Desconstrução
Sábado à noite não saí de casa. Fiquei a ver televisão. Deu um programa que era a Desconstrução. Uma coisa, algures entre o documentário e a reportagem, dentro do estúdio de gravação de Carioca, o último álbum de Chico Buarque. Desconstrução não é um objecto que se possa qualificar como "interessante". É um adjectivo curto, muito curto. Porque não tem apenas interesse.
Dentro desse estúdio - e qualquer músico que tenha estado em gravações irá reconhecer-se ali, imaginar-se naquelas conversas, dentro das salas a dizer "como é que foi?" e cá de fora "é melhor vir cá escutar"... - circulam várias personagens. No entanto, há duas que são claramente o centro da trama: o Chico, ele próprio, e Luíz Cláudio Ramos (tratado por Cláudio), o autor de todos os arranjos e orquestrações do álbum (aquilo funciona assim - e isto é o Chico que diz: "faço a melodia, ponho a letra e aí dou para o Cláudio... depois não quero saber mais, ele é que sabe, ele é que diz... às vezes dou palpite"). A relação entre Chico e Cláudio é simplesmente deliciosa. Se um é génio o outro é mestre. E fica bonito ver a reverência e o respeito do génio perante o mestre. Naquele estúdio quem manda é Cláudio. Chico é apenas uma espécie de criança imensamente feliz por estar a gravar mais um álbum.
Há uma imensidão de pequenos detalhes que simplesmente transformam o zapping numa impossibilidade. Mas há alguns que ficam. Um desses é a maneira como, aos poucos, uma pessoa se apercebe da forma simples e sincera de Chico Buarque ter orgulho no que faz, de saber que é genial. Várias vezes se o ouve dizendo "me pediram isto, mas era impossível... e aí eu fiz". E di-lo com um sorriso que não engana ninguém: o miúdo não se está a gabar, está realmente contente, como se tivesse feito uma coisa de que ninguém estava à espera, só para contrariar. Mas Chico é capaz de dizer isto com a mesma naturalidade com que assume que não é instrumentista. "Sou muito trapalhão", alega, "trastejo muito, o violão sai sujo", complementa.

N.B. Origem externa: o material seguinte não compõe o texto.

#[cfg(test)]
mod tests {
    use std::time::Duration as StdDuration;

    use crate::api::{
        AnalyticsConfig, AnalyticsSnapshot, BucketingMode, ContentId, ContentRecord, CreatorId,
        DataSource, EngagementDeltas, RangeId, TimeWindow,
    };
    use crate::db::LocalRepository;
    use crate::services::snapshot::*;
    use chrono::{DateTime, Duration, TimeZone, Utc};

    fn now() -> DateTime<Utc> {
        Utc.with_ymd_and_hms(2024, 8, 30, 12, 0, 0).unwrap()
    }

    fn create_record(id: i64, age: Duration, views: u64, earnings: f64) -> ContentRecord {
        ContentRecord {
            id: ContentId::new(id),
            title: String::new(),
            created_at: now() - age,
            views,
            likes: views / 20,
            comments: 3,
            shares: 2,
            watch_completion: 0.6,
            engagement_rate: 0.1,
            engagement_diversity: 0.5,
            rewatch_rate: 0.2,
            quality_score: 0.8,
            compliance_flag: true,
            revenue_share_proportion: 0.68,
            projected_earnings: earnings,
        }
    }

    fn assert_snapshot_invariants(snapshot: &AnalyticsSnapshot, floor: f64) {
        let expected_len = snapshot.range.bucket_count();
        assert_eq!(snapshot.views_series.len(), expected_len);
        assert_eq!(snapshot.revenue_series.len(), expected_len);
        for h in snapshot
            .views_series
            .heights()
            .into_iter()
            .chain(snapshot.revenue_series.heights())
        {
            assert!((floor..=100.0).contains(&h), "height {} out of range", h);
        }
        let breakdown = &snapshot.revenue_breakdown;
        assert!((breakdown.pct_total() - 100.0).abs() <= 0.1);
        assert!((breakdown.amount_total() - snapshot.total_revenue).abs() <= 0.01);
    }

    #[tokio::test]
    async fn test_empty_source_gives_zeroed_snapshot() {
        let repo = LocalRepository::new();
        let config = AnalyticsConfig::default();

        let snapshot = get_snapshot_at(&repo, &config, CreatorId::new(1), "30d", now()).await;
        assert_eq!(snapshot.source, DataSource::Live);
        assert_eq!(snapshot.range, RangeId::ThirtyDays);
        assert_eq!(snapshot.record_count, 0);
        assert_eq!(snapshot.total_views, 0);
        assert_eq!(snapshot.total_revenue, 0.0);
        assert_eq!(snapshot.engagement_metrics.engagement_rate_pct, 0.0);
        assert!(snapshot.views_series.heights().iter().all(|&h| h == 5.0));
        assert!(snapshot.revenue_series.heights().iter().all(|&h| h == 5.0));
        assert_eq!(snapshot.revenue_breakdown.amount_total(), 0.0);
        assert_snapshot_invariants(&snapshot, 5.0);
    }

    #[tokio::test]
    async fn test_live_records_are_filtered_and_aggregated() {
        let repo = LocalRepository::new();
        let creator = CreatorId::new(3);
        repo.insert_records(
            creator,
            vec![
                create_record(1, Duration::days(3), 100, 1.5),
                create_record(2, Duration::days(2), 300, 2.5),
                create_record(3, Duration::hours(3), 200, 1.0),
                create_record(4, Duration::days(40), 9_999, 99.0),
            ],
        );
        let config = AnalyticsConfig::default();

        let snapshot = get_snapshot_at(&repo, &config, creator, "7d", now()).await;
        assert_eq!(snapshot.source, DataSource::Live);
        assert_eq!(snapshot.record_count, 3);
        assert_eq!(snapshot.total_views, 600);
        assert_eq!(snapshot.total_likes, 30);
        assert!((snapshot.total_revenue - 5.0).abs() < 1e-9);
        assert_eq!(snapshot.engagement_metrics.comments, 9);
        assert!((snapshot.engagement_metrics.engagement_rate_pct - 10.0).abs() < 1e-9);
        assert_eq!(snapshot.views_series.values().iter().sum::<f64>(), 600.0);

        let values = snapshot.views_series.values();
        assert_eq!(values[3], 100.0);
        assert_eq!(values[4], 300.0);
        assert_eq!(values[6], 200.0);
        let heights = snapshot.views_series.heights();
        assert_eq!(heights[4], 100.0);
        assert!((heights[3] - 33.333).abs() < 0.01);
        assert!((heights[6] - 66.667).abs() < 0.01);
        assert_snapshot_invariants(&snapshot, 5.0);
    }

    #[tokio::test]
    async fn test_failing_source_uses_fallback() {
        let repo = LocalRepository::new();
        repo.set_healthy(false);
        let config = AnalyticsConfig::default();

        let snapshot = get_snapshot_at(&repo, &config, CreatorId::new(1), "7d", now()).await;
        assert_eq!(snapshot.source, DataSource::Fallback);
        assert_eq!(snapshot.total_views, 22_300);
        assert!((snapshot.total_revenue - 142.5).abs() < 1e-9);
        assert!((snapshot.views_growth_pct - 32.738).abs() < 1e-3);
        assert!((snapshot.engagement_metrics.engagement_rate_pct - 8.4).abs() < 1e-9);
        assert!((snapshot.engagement_metrics.watch_time_pct - 45.0).abs() < 1e-9);
        assert_eq!(snapshot.engagement_metrics.comments, 1_200);
        assert_eq!(snapshot.engagement_metrics.shares, 340);
        assert_snapshot_invariants(&snapshot, 5.0);

        assert_eq!(
            snapshot,
            fallback_snapshot(CreatorId::new(1), RangeId::SevenDays, &config, now())
        );
    }

    #[tokio::test]
    async fn test_slow_source_times_out_into_fallback() {
        let repo = LocalRepository::new();
        repo.set_latency(Some(StdDuration::from_millis(300)));
        let mut config = AnalyticsConfig::default();
        config.engine.fetch_timeout_ms = 10;

        let snapshot = get_snapshot_at(&repo, &config, CreatorId::new(1), "90d", now()).await;
        assert_eq!(snapshot.source, DataSource::Fallback);
        assert_eq!(snapshot.total_views, 245_000);
    }

    #[tokio::test]
    async fn test_unknown_range_is_seven_days() {
        let repo = LocalRepository::new();
        let config = AnalyticsConfig::default();
        let snapshot = get_snapshot_at(&repo, &config, CreatorId::new(1), "fortnight", now()).await;
        assert_eq!(snapshot.range, RangeId::SevenDays);
        assert_eq!(snapshot.views_series.len(), 7);
    }

    #[tokio::test]
    async fn test_caller_supplied_deltas() {
        let repo = LocalRepository::new();
        let config = AnalyticsConfig::default();
        let deltas = EngagementDeltas {
            engagement: 1.0,
            watch_time: -2.0,
            comments: 0.0,
            shares: 4.5,
        };
        let snapshot = get_snapshot_with(
            &repo,
            &config,
            CreatorId::new(1),
            RangeId::OneYear,
            &deltas,
            now(),
        )
        .await;
        assert_eq!(snapshot.engagement_metrics.watch_time_change_pct, -2.0);
        assert_eq!(snapshot.engagement_metrics.shares_change_pct, 4.5);

        let defaults = get_snapshot_at(&repo, &config, CreatorId::new(1), "1y", now()).await;
        assert_eq!(defaults.engagement_metrics.engagement_change_pct, 12.0);
        assert_eq!(defaults.engagement_metrics.shares_change_pct, -3.0);
    }

    #[test]
    fn test_fallback_invariants_for_every_range() {
        let config = AnalyticsConfig::default();
        for range in RangeId::ALL {
            let snapshot = fallback_snapshot(CreatorId::new(1), range, &config, now());
            assert_eq!(snapshot.record_count, range.bucket_count());
            assert_snapshot_invariants(&snapshot, 5.0);
            // One synthetic record per bucket, so the series reproduce the totals
            assert_eq!(
                snapshot.views_series.values().iter().sum::<f64>(),
                snapshot.total_views as f64
            );
        }
    }

    #[test]
    fn test_year_labels_are_months() {
        let config = AnalyticsConfig::default();
        let snapshot = fallback_snapshot(CreatorId::new(1), RangeId::OneYear, &config, now());
        assert_eq!(snapshot.views_series.len(), 12);
        assert_eq!(snapshot.views_series.points[11].label, "Aug");

        let month_end = Utc.with_ymd_and_hms(2024, 5, 31, 18, 0, 0).unwrap();
        let snapshot = fallback_snapshot(CreatorId::new(1), RangeId::OneYear, &config, month_end);
        let labels: Vec<&str> = snapshot
            .revenue_series
            .points
            .iter()
            .map(|p| p.label.as_str())
            .collect();
        assert_eq!(
            labels,
            vec!["Jun", "Jul", "Aug", "Sep", "Oct", "Nov", "Dec", "Jan", "Feb", "Mar", "Apr", "May"]
        );
        // One synthetic record per calendar month, none dropped or merged
        assert_eq!(snapshot.record_count, 12);
        assert!(snapshot.views_series.values().iter().all(|&v| v > 0.0));
    }

    #[test]
    fn test_positional_mode_is_reproducible() {
        let mut config = AnalyticsConfig::default();
        config.engine.bucketing = BucketingMode::Positional;
        config.engine.min_visible_height_pct = 8.0;
        let window = TimeWindow::resolve(RangeId::SevenDays, now());
        let records = vec![
            create_record(1, Duration::days(1), 1_000, 10.0),
            create_record(2, Duration::days(2), 2_000, 20.0),
        ];

        let first = assemble_snapshot(
            CreatorId::new(1),
            &window,
            records.clone(),
            DataSource::Live,
            &config,
            &config.engagement_deltas,
        );
        let second = assemble_snapshot(
            CreatorId::new(1),
            &window,
            records,
            DataSource::Live,
            &config,
            &config.engagement_deltas,
        );
        assert_eq!(first, second);
        assert_eq!(first.total_views, 3_000);
        assert_snapshot_invariants(&first, 8.0);
    }
}
//! Router-level tests for the REST API.
#![cfg(feature = "http-server")]

mod support;

use std::sync::Arc;

use axum::body::{Body, Bytes};
use axum::http::{Request, StatusCode};
use axum::Router;
use chrono::{DateTime, Duration, Utc};
use creator_analytics::api::{
    AnalyticsSnapshot, ContentDetail, CreatorId, DataSource, RangeId, TopContentList,
};
use creator_analytics::config::AnalyticsConfig;
use creator_analytics::db::{ContentRepository, LocalRepository};
use creator_analytics::http::dto::{HealthResponse, RefreshResponse};
use creator_analytics::http::error::ApiError;
use creator_analytics::http::{create_router, AppState};
use http_body_util::BodyExt;
use serde::de::DeserializeOwned;
use support::RecordBuilder;
use tower::ServiceExt;

fn app_with(repo: LocalRepository) -> Router {
    let repo = Arc::new(repo) as Arc<dyn ContentRepository>;
    create_router(AppState::new(repo, AnalyticsConfig::default()))
}

/// Handlers anchor windows at the current time.
fn recent() -> DateTime<Utc> {
    Utc::now() - Duration::hours(1)
}

fn seeded_repo() -> LocalRepository {
    let repo = LocalRepository::new();
    repo.insert_records(
        CreatorId::new(1),
        vec![
            RecordBuilder::new(1).at(recent()).views(500).build(),
            RecordBuilder::new(2).at(recent()).views(1_500).build(),
            RecordBuilder::new(3).at(recent()).views(900).build(),
        ],
    );
    repo
}

async fn send(app: Router, method: &str, uri: &str) -> (StatusCode, Bytes) {
    let response = app
        .oneshot(
            Request::builder()
                .method(method)
                .uri(uri)
                .body(Body::empty())
                .unwrap(),
        )
        .await
        .unwrap();
    let status = response.status();
    let body = response.into_body().collect().await.unwrap().to_bytes();
    (status, body)
}

async fn get_json<T: DeserializeOwned>(app: Router, uri: &str) -> (StatusCode, T) {
    let (status, body) = send(app, "GET", uri).await;
    (status, serde_json::from_slice(&body).unwrap())
}

#[tokio::test]
async fn test_health_reports_source_status() {
    let repo = LocalRepository::new();
    let (status, health): (_, HealthResponse) = get_json(app_with(repo.clone()), "/health").await;
    assert_eq!(status, StatusCode::OK);
    assert_eq!(health.status, "ok");
    assert_eq!(health.source, "connected");

    repo.set_healthy(false);
    let (_, health): (_, HealthResponse) = get_json(app_with(repo), "/health").await;
    assert_eq!(health.status, "degraded");
}

#[tokio::test]
async fn test_snapshot_endpoint() {
    let (status, snapshot): (_, AnalyticsSnapshot) =
        get_json(app_with(seeded_repo()), "/v1/creators/1/snapshot?range=30d").await;
    assert_eq!(status, StatusCode::OK);
    assert_eq!(snapshot.range, RangeId::ThirtyDays);
    assert_eq!(snapshot.source, DataSource::Live);
    assert_eq!(snapshot.total_views, 2_900);
    assert_eq!(snapshot.views_series.len(), 30);
}

#[tokio::test]
async fn test_snapshot_defaults_and_deltas() {
    let (status, snapshot): (_, AnalyticsSnapshot) = get_json(
        app_with(seeded_repo()),
        "/v1/creators/1/snapshot?range=bogus&shares_change=2.5",
    )
    .await;
    assert_eq!(status, StatusCode::OK);
    assert_eq!(snapshot.range, RangeId::SevenDays);
    assert_eq!(snapshot.engagement_metrics.shares_change_pct, 2.5);
    assert_eq!(snapshot.engagement_metrics.comments_change_pct, 25.0);
}

#[tokio::test]
async fn test_snapshot_rejects_non_finite_delta() {
    let (status, error): (_, ApiError) = get_json(
        app_with(seeded_repo()),
        "/v1/creators/1/snapshot?engagement_change=NaN",
    )
    .await;
    assert_eq!(status, StatusCode::BAD_REQUEST);
    assert_eq!(error.code, "BAD_REQUEST");
}

#[tokio::test]
async fn test_snapshot_survives_source_outage() {
    let repo = seeded_repo();
    repo.set_healthy(false);
    let (status, snapshot): (_, AnalyticsSnapshot) =
        get_json(app_with(repo), "/v1/creators/1/snapshot?range=7d").await;
    assert_eq!(status, StatusCode::OK);
    assert_eq!(snapshot.source, DataSource::Fallback);
    assert_eq!(snapshot.total_views, 22_300);
}

#[tokio::test]
async fn test_refresh_publishes_to_feed() {
    let repo = Arc::new(seeded_repo()) as Arc<dyn ContentRepository>;
    let state = AppState::new(repo, AnalyticsConfig::default());
    let mut subscriber = state.feed.subscribe();
    let app = create_router(state);

    let (status, body) = send(app, "POST", "/v1/creators/1/snapshot/refresh?range=90d").await;
    assert_eq!(status, StatusCode::OK);
    let response: RefreshResponse = serde_json::from_slice(&body).unwrap();
    assert_eq!(response.delivered_to, 1);

    let published = subscriber.recv().await.unwrap();
    assert_eq!(published.range, RangeId::NinetyDays);
    assert_eq!(published.creator_id, response.snapshot.creator_id);
    assert_eq!(published.total_views, response.snapshot.total_views);
    assert_eq!(published.total_views, 2_900);
}

#[tokio::test]
async fn test_top_content_endpoint() {
    let (status, list): (_, TopContentList) =
        get_json(app_with(seeded_repo()), "/v1/creators/1/content?limit=2").await;
    assert_eq!(status, StatusCode::OK);
    let ids: Vec<i64> = list.items.iter().map(|r| r.id.value()).collect();
    assert_eq!(ids, vec![2, 3]);
    assert_eq!(list.total_available, 3);

    let (status, _): (_, ApiError) =
        get_json(app_with(seeded_repo()), "/v1/creators/1/content?limit=1000").await;
    assert_eq!(status, StatusCode::BAD_REQUEST);
}

#[tokio::test]
async fn test_content_detail_endpoint() {
    let (status, detail): (_, ContentDetail) =
        get_json(app_with(seeded_repo()), "/v1/creators/1/content/2").await;
    assert_eq!(status, StatusCode::OK);
    assert_eq!(detail.record.views, 1_500);
    assert_eq!(detail.earnings_timeline.len(), 7);

    let (status, error): (_, ApiError) =
        get_json(app_with(seeded_repo()), "/v1/creators/1/content/99").await;
    assert_eq!(status, StatusCode::NOT_FOUND);
    assert_eq!(error.code, "NOT_FOUND");
}
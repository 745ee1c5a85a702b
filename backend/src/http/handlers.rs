//! HTTP handlers for the REST API.
//!
//! Each handler corresponds to an API endpoint and delegates to the
//! service layer. Snapshot, ranking and detail reads never fail because of
//! the record source; the fallback dataset stands in for it.

use axum::{
    extract::{Path, Query, State},
    response::sse::{Event, KeepAlive, Sse},
    Json,
};
use futures::stream::Stream;
use std::convert::Infallible;
use std::time::Duration;
use tokio::sync::broadcast::error::RecvError;

use super::dto::{
    AnalyticsSnapshot, ContentDetail, ContentQuery, HealthResponse, RefreshResponse,
    SnapshotQuery, TopContentList, DEFAULT_TOP_LIMIT, MAX_TOP_LIMIT,
};
use super::error::AppError;
use super::state::AppState;
use crate::api::{ContentId, CreatorId};
use crate::services;
use crate::services::feed::is_for_creator;

/// Result type for handlers.
pub type HandlerResult<T> = Result<Json<T>, AppError>;

// =============================================================================
// Health Check
// =============================================================================

/// GET /health
///
/// Reports whether the record source is reachable. A source that answers
/// "unhealthy" yields a degraded status; one that cannot be asked at all
/// yields 503.
pub async fn health_check(State(state): State<AppState>) -> HandlerResult<HealthResponse> {
    let healthy = services::health_check(state.repository.as_ref()).await?;
    let (status, source) = if healthy {
        ("ok", "connected")
    } else {
        ("degraded", "disconnected")
    };

    Ok(Json(HealthResponse {
        status: status.to_string(),
        version: "v1".to_string(),
        source: source.to_string(),
    }))
}

// =============================================================================
// Snapshots
// =============================================================================

async fn compute_snapshot(
    state: &AppState,
    creator_id: CreatorId,
    query: &SnapshotQuery,
) -> Result<AnalyticsSnapshot, AppError> {
    if let Some(name) = query.invalid_delta() {
        return Err(AppError::BadRequest(format!("{} must be a finite number", name)));
    }
    let deltas = query.deltas(&state.config.engagement_deltas);
    Ok(services::get_snapshot_with(
        state.repository.as_ref(),
        &state.config,
        creator_id,
        query.range_id(),
        &deltas,
        chrono::Utc::now(),
    )
    .await)
}

/// GET /v1/creators/{creator_id}/snapshot
pub async fn get_snapshot(
    State(state): State<AppState>,
    Path(creator_id): Path<i64>,
    Query(query): Query<SnapshotQuery>,
) -> HandlerResult<AnalyticsSnapshot> {
    let snapshot = compute_snapshot(&state, CreatorId::new(creator_id), &query).await?;
    Ok(Json(snapshot))
}

/// POST /v1/creators/{creator_id}/snapshot/refresh
///
/// Compute a snapshot and publish it to every stream subscriber.
pub async fn refresh_snapshot(
    State(state): State<AppState>,
    Path(creator_id): Path<i64>,
    Query(query): Query<SnapshotQuery>,
) -> HandlerResult<RefreshResponse> {
    let snapshot = compute_snapshot(&state, CreatorId::new(creator_id), &query).await?;
    let delivered_to = state.feed.publish(snapshot.clone());
    tracing::debug!(creator_id, delivered_to, "published refreshed snapshot");

    Ok(Json(RefreshResponse {
        snapshot,
        delivered_to,
    }))
}

/// GET /v1/creators/{creator_id}/snapshot/stream
///
/// Stream snapshots published for this creator via Server-Sent Events (SSE).
pub async fn stream_snapshots(
    State(state): State<AppState>,
    Path(creator_id): Path<i64>,
) -> Sse<impl Stream<Item = Result<Event, Infallible>>> {
    let creator_id = CreatorId::new(creator_id);
    let mut receiver = state.feed.subscribe();

    let stream = async_stream::stream! {
        loop {
            match receiver.recv().await {
                Ok(snapshot) => {
                    if !is_for_creator(&snapshot, creator_id) {
                        continue;
                    }
                    match serde_json::to_string(&snapshot) {
                        Ok(data) => {
                            yield Ok(Event::default().event("snapshot").data(data));
                        }
                        Err(e) => tracing::warn!("failed to serialize snapshot: {}", e),
                    }
                }
                Err(RecvError::Lagged(skipped)) => {
                    tracing::warn!(skipped, "snapshot stream subscriber lagged");
                }
                Err(RecvError::Closed) => break,
            }
        }
    };

    Sse::new(stream).keep_alive(
        KeepAlive::new()
            .interval(Duration::from_secs(15))
            .text("keep-alive"),
    )
}

// =============================================================================
// Content
// =============================================================================

/// GET /v1/creators/{creator_id}/content
///
/// Top-performing content by views.
pub async fn get_top_content(
    State(state): State<AppState>,
    Path(creator_id): Path<i64>,
    Query(query): Query<ContentQuery>,
) -> HandlerResult<TopContentList> {
    let limit = query.limit.unwrap_or(DEFAULT_TOP_LIMIT);
    if limit > MAX_TOP_LIMIT {
        return Err(AppError::BadRequest(format!(
            "limit must not exceed {}",
            MAX_TOP_LIMIT
        )));
    }

    let list = services::get_top_performing(
        state.repository.as_ref(),
        &state.config,
        CreatorId::new(creator_id),
        limit,
    )
    .await;
    Ok(Json(list))
}

/// GET /v1/creators/{creator_id}/content/{content_id}
pub async fn get_content_detail(
    State(state): State<AppState>,
    Path((creator_id, content_id)): Path<(i64, i64)>,
) -> HandlerResult<ContentDetail> {
    services::get_content_detail(
        state.repository.as_ref(),
        &state.config,
        CreatorId::new(creator_id),
        ContentId::new(content_id),
    )
    .await
    .map(Json)
    .ok_or_else(|| {
        AppError::NotFound(format!(
            "Content {} not found for creator {}",
            content_id, creator_id
        ))
    })
}
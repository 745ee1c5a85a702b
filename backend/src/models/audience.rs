//! Audience composition as reported by the record source.
//!
//! Weights here are raw: a source may hand back counts, fractions or
//! percentages. The detail service normalizes every group to sum to 100.

use serde::{Deserialize, Serialize};

/// One labelled slice of an audience group.
#[derive(Debug, Clone, PartialEq, Serialize, Deserialize)]
pub struct AudienceShare {
    pub label: String,
    pub weight: f64,
}

impl AudienceShare {
    pub fn new(label: impl Into<String>, weight: f64) -> Self {
        Self {
            label: label.into(),
            weight,
        }
    }
}

/// Raw audience profile for a single piece of content.
#[derive(Debug, Clone, Default, PartialEq, Serialize, Deserialize)]
pub struct AudienceProfile {
    #[serde(default)]
    pub age: Vec<AudienceShare>,
    #[serde(default)]
    pub gender: Vec<AudienceShare>,
    /// Country breakdown, in any order.
    #[serde(default)]
    pub locations: Vec<AudienceShare>,
}

/// Age brackets reported in every demographic breakdown.
pub const AGE_BRACKETS: [&str; 5] = ["13-17", "18-24", "25-34", "35-44", "45+"];

/// Gender groups reported in every demographic breakdown.
pub const GENDER_GROUPS: [&str; 2] = ["Female", "Male"];
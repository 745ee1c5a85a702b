//! Public API surface for the analytics engine.
//!
//! This file consolidates the value types callers exchange with the engine.
//! All types derive Serialize/Deserialize for JSON serialization.

pub use crate::routes::detail::ContentDetail;
pub use crate::routes::detail::ContentKpis;
pub use crate::routes::detail::DemographicBreakdown;
pub use crate::routes::detail::PercentShare;
pub use crate::routes::detail::SplitValidation;
pub use crate::routes::ranking::TopContentList;
pub use crate::routes::snapshot::AnalyticsSnapshot;
pub use crate::routes::snapshot::AxisLabels;
pub use crate::routes::snapshot::ChartPoint;
pub use crate::routes::snapshot::ChartSeries;
pub use crate::routes::snapshot::DataSource;
pub use crate::routes::snapshot::EngagementMetrics;
pub use crate::routes::snapshot::RevenueBreakdown;

pub use crate::models::AudienceProfile;
pub use crate::models::AudienceShare;
pub use crate::models::ContentId;
pub use crate::models::ContentRecord;
pub use crate::models::CreatorId;
pub use crate::models::LabelFormat;
pub use crate::models::RangeId;
pub use crate::models::RecordError;
pub use crate::models::TimeWindow;

pub use crate::config::AnalyticsConfig;
pub use crate::config::EngagementDeltas;
pub use crate::services::buckets::BucketingMode;

#[cfg(test)]
#[path = "api_tests.rs"]
mod api_tests;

Em Desconstrução vê-se o trabalho, aquilo que dá origem a um produto final - muitas vezes banalizado, maltratado, mal vendido, mal promovido e, por fim, mal ouvido - feito com minúcia, com alegria, com preocupação, com dedicação. Com horários, embora Chico não seja muito pontual. E sobretudo com entusiasmo - ver Chico apresentar as músicas novas aos presentes é surpreendente: ele fica assim "meio sem jeito", nervoso, de olhar à espera que caiam as primeiras opiniões; e os outros (alguns deles 30, 40 anos mais novos...) ouvem, com atenção mas também com alguma displicência, riem, sorriem, acham graça a isto, acham que aquilo está bem e aquilo lá à atrás não estava tão bem. E o Chico fica feliz porque, no fundo, percebe que gostaram e isso é o que mais importa. "O resto eu depois vou para casa e escrevo de novo" (ele refere-se apenas à letra; na música, estando a melodia feita, quem mexe é Cláudio). "Vai ver, amanhã ele chega aí com verso diferente" confidencia Cláudio, sempre calmo, sempre confiante, sorridente. Falam uns para os outros mas também para a câmara, sempre presente, sempre atenta e sempre discreta. Tudo flui por ali. Tudo é normal.
Já para o final, quando tudo já correu bem, Chico recebe os netos. Mostra-lhes as músicas. Eles não querem saber, preferem brincar com o avô. E ele brinca e fica contente na mesma, com aquela sua maneira entre o charmoso adolescente e o tímido maduro.
"Mas ele ainda vai trazer outra". É Cláudio quem o diz. "Ele sempre faz isso. A gente pensa que o álbum 'tá fechado e ele vem e no último dia traz a última, mais uma. Normalmente é a melhor. É sempre a chave de ouro". Chico chega e mostra a última. Fala dos subúrbios do Rio e de S. Paulo, onde nada tem nome, nada tem espaço, nada tem identidade. "Acho que era isso aí que faltava" diz Chico. Cláudio sorri como quem diz "eu não disse?".